Il Reddito di Cittadinanza non è in alcun modo una politica assistenziale dal momento che non è finalizzato a “soddisfare un bisogno primario dell’individuo“. Dunque come stabilito dalla Corte Costituzionale nella sentenza numero 31, depositata oggi, il Reddito di Cittadinanza indica una misura di politica attiva volta a incentivare l’occupazione.
Si tratta di un provvedimento di carattere temporaneo, soggetto dunque ad obblighi e a condizioni ben precise e rigide che, nel momento in cui vengono infrante, comportano il venir meno della prestazione.
L’appello di 6 stranieri per il Reddito di Cittadinanza
Così è sorto il rinvio pregiudiziale per causa civile tra l’Inps e 6 cittadini stranieri comunitari.
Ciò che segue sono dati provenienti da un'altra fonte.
use devconf_a2a::{A2aClient, A2aClientConfig, AgentOutputStream, Message, reply_text};
use devconf_core::{AgentRoute, AgentRoutes, DevconfError, Intent, Result};
use futures::StreamExt;

/// A remote agent reached over A2A.
#[derive(Clone)]
pub struct RemoteAgent {
    route: AgentRoute,
    client: A2aClient,
}

impl RemoteAgent {
    pub fn new(route: AgentRoute, config: &A2aClientConfig) -> Result<Self> {
        let client = A2aClient::new(&route.base_url, config)?;
        Ok(Self { route, client })
    }

    pub fn name(&self) -> &str {
        &self.route.name
    }

    pub fn intent(&self) -> Intent {
        self.route.intent
    }

    pub fn base_url(&self) -> &str {
        &self.route.base_url
    }

    /// Transport failures are reported under the agent's name.
    fn map_error(&self, e: DevconfError) -> DevconfError {
        match e {
            DevconfError::DependencyUnavailable(detail) => {
                tracing::warn!(agent = %self.route.name, detail = %detail, "remote agent unavailable");
                DevconfError::DependencyUnavailable(self.route.name.clone())
            }
            other => other,
        }
    }

    pub async fn stream(&self, message: Message) -> Result<AgentOutputStream> {
        let outputs = self.client.stream_reply(message).await.map_err(|e| self.map_error(e))?;
        let this = self.clone();
        Ok(Box::pin(outputs.map(move |item| item.map_err(|e| this.map_error(e)))))
    }

    pub async fn send(&self, message: Message) -> Result<String> {
        let task = self.client.send_message(message).await.map_err(|e| self.map_error(e))?;
        reply_text(&task)
    }

    /// Reachable when the agent card can be fetched.
    pub async fn check(&self) -> Result<()> {
        self.client.resolve_agent_card().await.map(|_| ()).map_err(|e| self.map_error(e))
    }
}

/// Clients for every enabled route.
#[derive(Clone, Default)]
pub struct RemoteAgents {
    agents: Vec<RemoteAgent>,
}

impl RemoteAgents {
    pub fn from_routes(routes: &AgentRoutes, config: &A2aClientConfig) -> Result<Self> {
        let agents = routes
            .iter()
            .map(|route| RemoteAgent::new(route.clone(), config))
            .collect::<Result<Vec<_>>>()?;
        Ok(Self { agents })
    }

    pub fn get(&self, intent: Intent) -> Option<&RemoteAgent> {
        self.agents.iter().find(|a| a.intent() == intent)
    }

    pub fn iter(&self) -> impl Iterator<Item = &RemoteAgent> {
        self.agents.iter()
    }
}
I ricorrenti si sono appellati alla sezione lavoro della Corte d’appello di Milano. Al centro del contendere vi sarebbe la possibile discriminazione che deriva dal requisito dei 10 anni di residenza in Italia, secondo quanto previsto dal decreto legge 4 del 28 gennaio 2019, una norma che regola il Rdc. Il giudice si è trovato a dover sollevare la questione di legittimità costituzionale.
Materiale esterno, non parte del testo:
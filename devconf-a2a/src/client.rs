use crate::executor::{AgentOutput, AgentOutputStream};
use crate::jsonrpc::{JsonRpcRequest, JsonRpcResponse, MessageSendParams, Task, TaskIdParams, methods};
use crate::types::{AgentCard, Message, TaskState, UpdateEvent};
use devconf_core::{DevconfError, Result};
use eventsource_stream::{EventStreamError, Eventsource};
use futures::{Stream, StreamExt};
use serde_json::Value;
use std::pin::Pin;
use std::time::Duration;

pub type UpdateStream = Pin<Box<dyn Stream<Item = Result<UpdateEvent>> + Send>>;

#[derive(Debug, Clone)]
pub struct A2aClientConfig {
    /// Whole-request timeout; streaming calls are bounded by it too.
    pub timeout: Option<Duration>,
    pub connect_timeout: Duration,
    pub verify_ssl: bool,
}

impl Default for A2aClientConfig {
    fn default() -> Self {
        Self {
            timeout: Some(Duration::from_secs(120)),
            connect_timeout: Duration::from_secs(5),
            verify_ssl: true,
        }
    }
}

/// A2A client for one remote agent, addressed by its base URL.
#[derive(Clone)]
pub struct A2aClient {
    http_client: reqwest::Client,
    base_url: String,
}

impl A2aClient {
    pub fn new(base_url: &str, config: &A2aClientConfig) -> Result<Self> {
        let mut builder = reqwest::Client::builder()
            .connect_timeout(config.connect_timeout)
            .danger_accept_invalid_certs(!config.verify_ssl);
        if let Some(timeout) = config.timeout {
            builder = builder.timeout(timeout);
        }
        let http_client = builder
            .build()
            .map_err(|e| DevconfError::A2a(format!("Failed to create HTTP client: {}", e)))?;

        Ok(Self { http_client, base_url: base_url.trim_end_matches('/').to_string() })
    }

    pub fn base_url(&self) -> &str {
        &self.base_url
    }

    fn endpoint(&self) -> String {
        format!("{}/a2a", self.base_url)
    }

    fn unavailable(&self, e: impl std::fmt::Display) -> DevconfError {
        DevconfError::DependencyUnavailable(format!("{}: {}", self.base_url, e))
    }

    fn check_status(&self, response: reqwest::Response) -> Result<reqwest::Response> {
        let status = response.status();
        if status.is_success() {
            Ok(response)
        } else if status.is_server_error() {
            Err(self.unavailable(format!("HTTP {}", status)))
        } else {
            Err(DevconfError::A2a(format!("{} rejected the request: HTTP {}", self.base_url, status)))
        }
    }

    /// Fetch the agent card from `/.well-known/agent.json`.
    pub async fn resolve_agent_card(&self) -> Result<AgentCard> {
        let url = format!("{}/.well-known/agent.json", self.base_url);
        let response =
            self.http_client.get(&url).send().await.map_err(|e| self.unavailable(e))?;
        let response = self.check_status(response)?;

        response
            .json()
            .await
            .map_err(|e| DevconfError::A2a(format!("Failed to parse agent card: {}", e)))
    }

    async fn post(&self, url: &str, request: &JsonRpcRequest) -> Result<reqwest::Response> {
        let response = self
            .http_client
            .post(url)
            .json(request)
            .send()
            .await
            .map_err(|e| self.unavailable(e))?;
        self.check_status(response)
    }

    async fn call(&self, method: &str, params: Value) -> Result<Value> {
        let response = self.post(&self.endpoint(), &JsonRpcRequest::new(method, params)).await?;
        let rpc_response: JsonRpcResponse = response
            .json()
            .await
            .map_err(|e| DevconfError::A2a(format!("Failed to parse response: {}", e)))?;

        if let Some(error) = rpc_response.error {
            return Err(DevconfError::A2a(format!("RPC error: {} ({})", error.message, error.code)));
        }
        rpc_response.result.ok_or_else(|| DevconfError::A2a("Empty JSON-RPC result".to_string()))
    }

    /// Send a message and wait for the finished task.
    pub async fn send_message(&self, message: Message) -> Result<Task> {
        let params = serde_json::to_value(MessageSendParams { message })?;
        let result = self.call(methods::MESSAGE_SEND, params).await?;
        Ok(serde_json::from_value(result)?)
    }

    pub async fn get_task(&self, task_id: &str) -> Result<Task> {
        let params = serde_json::to_value(TaskIdParams { task_id: task_id.to_string() })?;
        let result = self.call(methods::TASKS_GET, params).await?;
        Ok(serde_json::from_value(result)?)
    }

    pub async fn cancel_task(&self, task_id: &str) -> Result<Task> {
        let params = serde_json::to_value(TaskIdParams { task_id: task_id.to_string() })?;
        let result = self.call(methods::TASKS_CANCEL, params).await?;
        Ok(serde_json::from_value(result)?)
    }

    /// Send a message and receive streaming events via SSE
    pub async fn send_streaming_message(&self, message: Message) -> Result<UpdateStream> {
        let stream_url = format!("{}/stream", self.endpoint());
        let params = serde_json::to_value(MessageSendParams { message })?;
        let response = self
            .post(&stream_url, &JsonRpcRequest::new(methods::MESSAGE_SEND_STREAM, params))
            .await?;
        let base_url = self.base_url.clone();

        let stream = async_stream::stream! {
            let mut events = response.bytes_stream().eventsource();

            while let Some(event) = events.next().await {
                let data = match event {
                    Ok(event) => event.data,
                    Err(EventStreamError::Transport(e)) if e.is_timeout() => {
                        yield Err(DevconfError::DependencyUnavailable(format!("{}: {}", base_url, e)));
                        break;
                    }
                    Err(e) => {
                        yield Err(DevconfError::A2a(format!("Stream error: {}", e)));
                        break;
                    }
                };
                // `done` frames carry no payload
                if data.is_empty() {
                    continue;
                }

                match serde_json::from_str::<JsonRpcResponse>(&data) {
                    Ok(JsonRpcResponse { error: Some(error), .. }) => {
                        yield Err(DevconfError::A2a(format!(
                            "RPC error: {} ({})",
                            error.message, error.code
                        )));
                    }
                    Ok(JsonRpcResponse { result: Some(result), .. }) => {
                        match serde_json::from_value::<UpdateEvent>(result) {
                            Ok(event) => yield Ok(event),
                            Err(e) => tracing::debug!("Skipping unknown stream event: {}", e),
                        }
                    }
                    Ok(_) => {}
                    Err(e) => tracing::debug!("Failed to parse SSE data: {}", e),
                }
            }
        };

        Ok(Box::pin(stream))
    }

    /// Stream a message and flatten the update events into agent outputs.
    pub async fn stream_reply(&self, message: Message) -> Result<AgentOutputStream> {
        let events = self.send_streaming_message(message).await?;
        Ok(agent_outputs(events))
    }
}

/// Reply text of a finished task. Failed and canceled tasks are errors.
pub fn reply_text(task: &Task) -> Result<String> {
    match task.status.state {
        TaskState::Failed => Err(DevconfError::A2a(
            task.status.message.clone().unwrap_or_else(|| "Remote task failed".to_string()),
        )),
        TaskState::Canceled => Err(DevconfError::A2a(format!("Remote task {} was canceled", task.id))),
        _ => Ok(task.artifact_text()),
    }
}

/// Map status and artifact updates onto [`AgentOutput`]s. A failed or
/// canceled status ends the stream with an error.
pub fn agent_outputs(mut events: UpdateStream) -> AgentOutputStream {
    Box::pin(async_stream::stream! {
        while let Some(event) = events.next().await {
            let event = match event {
                Ok(event) => event,
                Err(e) => {
                    yield Err(e);
                    break;
                }
            };

            match event {
                UpdateEvent::TaskArtifactUpdate(update) => {
                    for part in &update.artifact.parts {
                        if let Some(text) = part.as_text().filter(|t| !t.is_empty()) {
                            yield Ok(AgentOutput::TextChunk(text.to_string()));
                        }
                    }
                }
                UpdateEvent::TaskStatusUpdate(update) => match update.status.state {
                    TaskState::Failed => {
                        let message = update
                            .status
                            .message
                            .unwrap_or_else(|| "Remote task failed".to_string());
                        yield Err(DevconfError::A2a(message));
                        break;
                    }
                    TaskState::Canceled => {
                        yield Err(DevconfError::A2a(format!(
                            "Remote task {} was canceled",
                            update.task_id
                        )));
                        break;
                    }
                    TaskState::Submitted | TaskState::Working => {
                        if let Some(message) = update.status.message {
                            yield Ok(AgentOutput::Progress(message));
                        }
                    }
                    TaskState::InputRequired | TaskState::Completed => {}
                },
            }
        }
    })
}
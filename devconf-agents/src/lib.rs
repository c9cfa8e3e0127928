//! The two remote search agents behind the DevConf supervisor.
//!
//! Each agent is an [`LlmAgent`]: an OpenAI-compatible model plus a tool set,
//! served over A2A by [`devconf_a2a::A2aServer`].
//!
//! | binary | agent | tools |
//! |---|---|---|
//! | `google-search-agent` | `google_search_agent` | `web_search` (Tavily, optional) |
//! | `github-search-agent` | `github_agent` | seven GitHub repository tools |

pub mod cards;
pub mod config;
pub mod github;
pub mod instructions;
pub mod llm_agent;
pub mod search;
pub mod serve;
pub mod tool;

pub use config::{AgentKind, AgentServiceConfig};
pub use llm_agent::{DEFAULT_MAX_TURNS, LlmAgent, LlmAgentBuilder, prompt_from_message};
pub use serve::{build_agent, create_agent_app, run_agent_server, shutdown_signal};
pub use tool::{FunctionTool, Tool};
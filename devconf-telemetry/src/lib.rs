//! # DevConf Telemetry
//!
//! Structured logging for the orchestrator and the remote agents.
//!
//! ```rust
//! use devconf_telemetry::{info, init_telemetry};
//!
//! init_telemetry("devconf-orchestrator").expect("telemetry");
//! info!("ready");
//! ```

pub mod init;

pub use tracing::{Span, debug, error, info, instrument, trace, warn};

pub use init::{LogFormat, TelemetryConfig, init_telemetry, init_with_config};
Infatti l’art. 2 sarebbe illegittimo: “Nella parte in cui prevedeva che il beneficiario del Reddito di Cittadinanza dovesse essere residente in Italia per almeno 10 anni, anziché prevedere per almeno 5 anni“. Di contro, però, la Consulta giudica, anche alla luce della sentenza della Corte di giustizia dell’Unione europea – che non sarebbe “d’ostacolo“, dice la Consulta – come “inammissibili le questioni di legittimità costituzionale“.
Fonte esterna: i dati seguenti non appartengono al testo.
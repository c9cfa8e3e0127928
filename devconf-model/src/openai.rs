//! OpenAI-compatible chat completions client.
//!
//! Works against any server exposing `POST {base_url}/chat/completions`
//! (vLLM, Ollama, LiteLLM, OpenAI itself, Gemini's OpenAI endpoint).

use crate::chat::{
    ChatDelta, ChatMessage, ChatModel, ChatRequest, ChatResponse, ChatStream, ToolCall,
    ToolCallDelta, ToolDefinition,
};
use async_trait::async_trait;
use devconf_core::{DevconfError, Result};
use eventsource_stream::Eventsource;
use futures::StreamExt;
use serde::{Deserialize, Serialize};
use std::time::Duration;

pub const DEFAULT_BASE_URL: &str = "http://localhost:11434";

#[derive(Debug, Clone)]
pub struct OpenAiCompatibleConfig {
    /// Used in log lines and error messages.
    pub provider_name: String,
    pub api_key: String,
    pub model: String,
    pub base_url: String,
    /// Whole-request timeout. `None` leaves reqwest's default (no limit).
    pub timeout: Option<Duration>,
    pub connect_timeout: Duration,
    pub verify_ssl: bool,
}

impl OpenAiCompatibleConfig {
    pub fn new(api_key: impl Into<String>, model: impl Into<String>) -> Self {
        Self {
            provider_name: "openai-compatible".to_string(),
            api_key: api_key.into(),
            model: model.into(),
            base_url: DEFAULT_BASE_URL.to_string(),
            timeout: None,
            connect_timeout: Duration::from_secs(5),
            verify_ssl: true,
        }
    }

    pub fn with_provider_name(mut self, provider_name: impl Into<String>) -> Self {
        self.provider_name = provider_name.into();
        self
    }

    pub fn with_base_url(mut self, base_url: impl Into<String>) -> Self {
        self.base_url = base_url.into();
        self
    }

    pub fn with_timeout(mut self, timeout: Option<Duration>) -> Self {
        self.timeout = timeout;
        self
    }

    pub fn with_connect_timeout(mut self, connect_timeout: Duration) -> Self {
        self.connect_timeout = connect_timeout;
        self
    }

    pub fn with_verify_ssl(mut self, verify_ssl: bool) -> Self {
        self.verify_ssl = verify_ssl;
        self
    }
}

pub struct OpenAiCompatibleClient {
    client: reqwest::Client,
    config: OpenAiCompatibleConfig,
}

impl OpenAiCompatibleClient {
    pub fn new(config: OpenAiCompatibleConfig) -> Result<Self> {
        let mut builder = reqwest::Client::builder()
            .connect_timeout(config.connect_timeout)
            .danger_accept_invalid_certs(!config.verify_ssl);
        if let Some(timeout) = config.timeout {
            builder = builder.timeout(timeout);
        }
        let client = builder
            .build()
            .map_err(|e| DevconfError::Model(format!("Failed to create HTTP client: {}", e)))?;

        Ok(Self { client, config })
    }

    pub fn config(&self) -> &OpenAiCompatibleConfig {
        &self.config
    }

    fn api_url(&self) -> String {
        format!("{}/chat/completions", self.config.base_url.trim_end_matches('/'))
    }

    fn build_request<'a>(&'a self, request: &'a ChatRequest, stream: bool) -> WireRequest<'a> {
        WireRequest {
            model: request.model.as_deref().unwrap_or(&self.config.model),
            messages: &request.messages,
            tools: (!request.tools.is_empty()).then_some(request.tools.as_slice()),
            temperature: request.temperature,
            max_tokens: request.max_tokens,
            stream,
        }
    }

    async fn send(&self, request: &ChatRequest, stream: bool) -> Result<reqwest::Response> {
        let body = self.build_request(request, stream);
        tracing::debug!(
            provider = %self.config.provider_name,
            model = body.model,
            messages = body.messages.len(),
            stream,
            "sending chat completion"
        );

        let response = self
            .client
            .post(self.api_url())
            .bearer_auth(&self.config.api_key)
            .json(&body)
            .send()
            .await
            .map_err(|e| {
                DevconfError::Model(format!(
                    "{} API request failed: {}",
                    self.config.provider_name, e
                ))
            })?;

        if !response.status().is_success() {
            let status = response.status();
            let error_text = response.text().await.unwrap_or_default();
            return Err(DevconfError::Model(format!(
                "{} API error ({}): {}",
                self.config.provider_name, status, error_text
            )));
        }

        Ok(response)
    }
}

#[async_trait]
impl ChatModel for OpenAiCompatibleClient {
    fn name(&self) -> &str {
        &self.config.model
    }

    async fn complete(&self, request: ChatRequest) -> Result<ChatResponse> {
        let response = self.send(&request, false).await?;
        let body: WireResponse = response.json().await.map_err(|e| {
            DevconfError::Model(format!(
                "{} returned an unreadable response: {}",
                self.config.provider_name, e
            ))
        })?;

        let choice = body.choices.into_iter().next().ok_or_else(|| {
            DevconfError::Model(format!("{} returned no choices", self.config.provider_name))
        })?;

        Ok(ChatResponse {
            content: choice.message.content,
            reasoning: choice.message.reasoning_content,
            tool_calls: choice.message.tool_calls,
            finish_reason: choice.finish_reason,
        })
    }

    async fn stream(&self, request: ChatRequest) -> Result<ChatStream> {
        let response = self.send(&request, true).await?;
        let provider = self.config.provider_name.clone();

        let stream = async_stream::try_stream! {
            let mut events = response.bytes_stream().eventsource();

            while let Some(event) = events.next().await {
                let event = event
                    .map_err(|e| DevconfError::Model(format!("{} stream read error: {}", provider, e)))?;
                if let Some(delta) = parse_stream_data(&event.data)? {
                    yield delta;
                }
            }
        };

        Ok(Box::pin(stream))
    }
}

/// Parse the data of one SSE event of a streamed completion. Empty data and
/// the `[DONE]` sentinel yield `None`.
pub(crate) fn parse_stream_data(data: &str) -> Result<Option<ChatDelta>> {
    let data = data.trim();
    if data.is_empty() || data == "[DONE]" {
        return Ok(None);
    }

    let chunk: WireChunk = serde_json::from_str(data)
        .map_err(|e| DevconfError::Model(format!("malformed stream chunk: {}", e)))?;
    let Some(choice) = chunk.choices.into_iter().next() else {
        return Ok(None);
    };

    Ok(Some(ChatDelta {
        content: choice.delta.content,
        reasoning: choice.delta.reasoning_content,
        tool_calls: choice
            .delta
            .tool_calls
            .into_iter()
            .map(|tc| ToolCallDelta {
                index: tc.index,
                id: tc.id,
                name: tc.function.as_ref().and_then(|f| f.name.clone()),
                arguments: tc.function.and_then(|f| f.arguments),
            })
            .collect(),
        finish_reason: choice.finish_reason,
    }))
}

#[derive(Serialize)]
struct WireRequest<'a> {
    model: &'a str,
    messages: &'a [ChatMessage],
    #[serde(skip_serializing_if = "Option::is_none")]
    tools: Option<&'a [ToolDefinition]>,
    #[serde(skip_serializing_if = "Option::is_none")]
    temperature: Option<f32>,
    #[serde(skip_serializing_if = "Option::is_none")]
    max_tokens: Option<u32>,
    stream: bool,
}

#[derive(Deserialize)]
struct WireResponse {
    #[serde(default)]
    choices: Vec<WireChoice>,
}

#[derive(Deserialize)]
struct WireChoice {
    message: WireMessage,
    #[serde(default)]
    finish_reason: Option<String>,
}

#[derive(Deserialize)]
struct WireMessage {
    #[serde(default)]
    content: Option<String>,
    #[serde(default, alias = "reasoning")]
    reasoning_content: Option<String>,
    #[serde(default)]
    tool_calls: Vec<ToolCall>,
}

#[derive(Deserialize)]
struct WireChunk {
    #[serde(default)]
    choices: Vec<WireChunkChoice>,
}

#[derive(Deserialize)]
struct WireChunkChoice {
    #[serde(default)]
    delta: WireDelta,
    #[serde(default)]
    finish_reason: Option<String>,
}

#[derive(Deserialize, Default)]
struct WireDelta {
    #[serde(default)]
    content: Option<String>,
    #[serde(default, alias = "reasoning")]
    reasoning_content: Option<String>,
    #[serde(default)]
    tool_calls: Vec<WireToolCallDelta>,
}

#[derive(Deserialize)]
struct WireToolCallDelta {
    #[serde(default)]
    index: u32,
    #[serde(default)]
    id: Option<String>,
    #[serde(default)]
    function: Option<WireFunctionDelta>,
}

#[derive(Deserialize)]
struct WireFunctionDelta {
    #[serde(default)]
    name: Option<String>,
    #[serde(default)]
    arguments: Option<String>,
}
Infatti era stato dichiarato discriminatorio nei confronti dei cittadini stranieri dalla Corte di giustizia europea il requisito necessario dei 10 anni di residenza – soprattutto dei cittadini di Paesi terzi – per l’accesso al Rdc. Il contributo mensile poi eliminato dal governo Meloni a partire dal 1 gennaio 2024.